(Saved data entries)
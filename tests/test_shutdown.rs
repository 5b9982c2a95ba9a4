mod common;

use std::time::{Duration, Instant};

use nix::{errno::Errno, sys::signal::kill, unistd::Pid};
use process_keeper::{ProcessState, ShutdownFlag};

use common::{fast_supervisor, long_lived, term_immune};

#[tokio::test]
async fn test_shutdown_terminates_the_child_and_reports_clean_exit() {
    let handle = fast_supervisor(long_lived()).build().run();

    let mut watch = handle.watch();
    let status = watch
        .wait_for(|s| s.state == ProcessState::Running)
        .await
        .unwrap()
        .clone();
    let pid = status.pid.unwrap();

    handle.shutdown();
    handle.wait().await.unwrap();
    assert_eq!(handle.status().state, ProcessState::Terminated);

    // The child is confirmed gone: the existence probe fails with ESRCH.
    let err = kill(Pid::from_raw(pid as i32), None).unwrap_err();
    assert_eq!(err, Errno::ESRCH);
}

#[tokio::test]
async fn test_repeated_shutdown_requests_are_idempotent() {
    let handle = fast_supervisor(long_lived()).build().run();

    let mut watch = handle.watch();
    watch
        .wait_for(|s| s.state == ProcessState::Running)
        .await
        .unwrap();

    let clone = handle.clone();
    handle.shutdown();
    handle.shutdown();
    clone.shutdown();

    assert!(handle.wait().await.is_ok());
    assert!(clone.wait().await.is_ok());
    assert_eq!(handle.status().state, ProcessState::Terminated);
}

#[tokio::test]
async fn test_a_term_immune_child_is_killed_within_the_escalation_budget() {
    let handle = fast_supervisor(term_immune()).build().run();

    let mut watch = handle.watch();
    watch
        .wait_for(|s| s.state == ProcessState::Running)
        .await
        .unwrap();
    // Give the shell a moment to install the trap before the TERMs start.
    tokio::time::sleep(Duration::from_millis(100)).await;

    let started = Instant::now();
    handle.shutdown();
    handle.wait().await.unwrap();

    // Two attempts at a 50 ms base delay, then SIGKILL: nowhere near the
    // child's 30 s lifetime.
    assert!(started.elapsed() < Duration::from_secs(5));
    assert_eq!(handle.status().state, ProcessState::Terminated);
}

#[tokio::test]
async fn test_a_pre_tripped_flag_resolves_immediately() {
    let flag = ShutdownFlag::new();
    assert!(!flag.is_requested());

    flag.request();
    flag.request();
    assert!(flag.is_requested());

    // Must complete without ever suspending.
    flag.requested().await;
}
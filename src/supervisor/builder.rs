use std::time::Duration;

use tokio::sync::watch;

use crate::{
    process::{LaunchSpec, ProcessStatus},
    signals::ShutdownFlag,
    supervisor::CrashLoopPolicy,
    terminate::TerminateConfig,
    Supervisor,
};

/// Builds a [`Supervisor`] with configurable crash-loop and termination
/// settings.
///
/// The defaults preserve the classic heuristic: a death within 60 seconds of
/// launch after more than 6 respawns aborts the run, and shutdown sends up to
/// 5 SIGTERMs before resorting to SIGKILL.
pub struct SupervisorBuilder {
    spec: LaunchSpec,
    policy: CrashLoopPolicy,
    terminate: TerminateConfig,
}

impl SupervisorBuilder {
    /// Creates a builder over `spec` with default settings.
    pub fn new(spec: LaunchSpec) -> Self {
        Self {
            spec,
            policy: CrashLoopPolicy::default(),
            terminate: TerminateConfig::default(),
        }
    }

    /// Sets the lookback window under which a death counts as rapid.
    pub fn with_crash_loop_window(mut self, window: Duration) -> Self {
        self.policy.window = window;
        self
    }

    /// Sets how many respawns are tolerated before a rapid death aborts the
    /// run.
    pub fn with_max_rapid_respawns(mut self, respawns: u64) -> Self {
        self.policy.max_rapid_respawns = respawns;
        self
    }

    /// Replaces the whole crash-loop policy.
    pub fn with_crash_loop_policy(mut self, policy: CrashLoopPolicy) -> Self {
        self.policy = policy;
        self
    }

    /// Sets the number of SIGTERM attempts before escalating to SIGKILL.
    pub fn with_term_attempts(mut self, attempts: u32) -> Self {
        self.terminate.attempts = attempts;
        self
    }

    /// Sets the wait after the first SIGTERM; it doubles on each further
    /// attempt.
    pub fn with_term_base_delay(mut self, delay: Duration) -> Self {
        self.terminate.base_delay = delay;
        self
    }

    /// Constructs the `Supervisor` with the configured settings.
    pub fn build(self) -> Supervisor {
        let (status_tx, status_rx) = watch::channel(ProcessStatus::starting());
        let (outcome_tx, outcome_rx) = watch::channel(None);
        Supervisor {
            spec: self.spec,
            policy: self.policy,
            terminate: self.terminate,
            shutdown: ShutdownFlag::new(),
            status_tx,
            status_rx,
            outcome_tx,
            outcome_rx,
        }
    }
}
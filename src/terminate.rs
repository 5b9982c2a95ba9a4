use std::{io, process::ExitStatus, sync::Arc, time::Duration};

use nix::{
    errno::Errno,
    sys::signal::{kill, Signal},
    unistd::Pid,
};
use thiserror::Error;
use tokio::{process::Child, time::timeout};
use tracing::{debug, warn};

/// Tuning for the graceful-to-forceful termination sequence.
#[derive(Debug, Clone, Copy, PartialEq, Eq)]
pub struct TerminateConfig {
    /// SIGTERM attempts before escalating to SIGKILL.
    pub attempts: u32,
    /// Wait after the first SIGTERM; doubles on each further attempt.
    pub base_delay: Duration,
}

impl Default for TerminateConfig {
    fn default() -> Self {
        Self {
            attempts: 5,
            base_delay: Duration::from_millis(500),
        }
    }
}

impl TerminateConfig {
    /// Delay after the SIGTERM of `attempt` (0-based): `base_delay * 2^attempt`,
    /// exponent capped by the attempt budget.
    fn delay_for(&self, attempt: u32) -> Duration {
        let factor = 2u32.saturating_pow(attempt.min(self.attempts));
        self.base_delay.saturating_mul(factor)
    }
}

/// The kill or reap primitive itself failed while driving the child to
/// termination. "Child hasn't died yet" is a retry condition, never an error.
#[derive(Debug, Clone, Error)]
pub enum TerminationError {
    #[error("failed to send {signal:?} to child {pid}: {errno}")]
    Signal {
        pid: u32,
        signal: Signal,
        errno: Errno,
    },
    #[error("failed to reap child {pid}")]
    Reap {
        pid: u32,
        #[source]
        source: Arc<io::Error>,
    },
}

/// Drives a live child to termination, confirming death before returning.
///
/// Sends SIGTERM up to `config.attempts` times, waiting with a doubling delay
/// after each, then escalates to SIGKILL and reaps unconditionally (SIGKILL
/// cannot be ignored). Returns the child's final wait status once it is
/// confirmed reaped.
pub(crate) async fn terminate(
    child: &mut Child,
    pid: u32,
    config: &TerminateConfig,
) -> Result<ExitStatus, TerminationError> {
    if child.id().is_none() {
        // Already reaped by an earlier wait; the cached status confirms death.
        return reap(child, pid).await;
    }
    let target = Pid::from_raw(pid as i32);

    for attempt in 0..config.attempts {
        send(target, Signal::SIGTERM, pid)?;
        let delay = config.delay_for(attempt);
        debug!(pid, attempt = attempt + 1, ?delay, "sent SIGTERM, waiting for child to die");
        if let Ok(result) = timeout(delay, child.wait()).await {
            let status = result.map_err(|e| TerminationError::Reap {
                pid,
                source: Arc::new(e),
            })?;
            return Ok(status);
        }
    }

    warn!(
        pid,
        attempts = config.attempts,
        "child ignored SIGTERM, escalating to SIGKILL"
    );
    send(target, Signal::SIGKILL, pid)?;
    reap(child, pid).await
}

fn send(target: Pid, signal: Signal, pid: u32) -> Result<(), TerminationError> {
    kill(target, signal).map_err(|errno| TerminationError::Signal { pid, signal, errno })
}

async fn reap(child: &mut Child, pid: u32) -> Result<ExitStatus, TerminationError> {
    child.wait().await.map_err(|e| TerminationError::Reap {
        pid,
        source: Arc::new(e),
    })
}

_Problem_:
Out of the preceding entries, pull each line that contains the word "timeout".

_Output_:
use tokio::{process::Child, time::timeout};
        if let Ok(result) = timeout(delay, child.wait()).await {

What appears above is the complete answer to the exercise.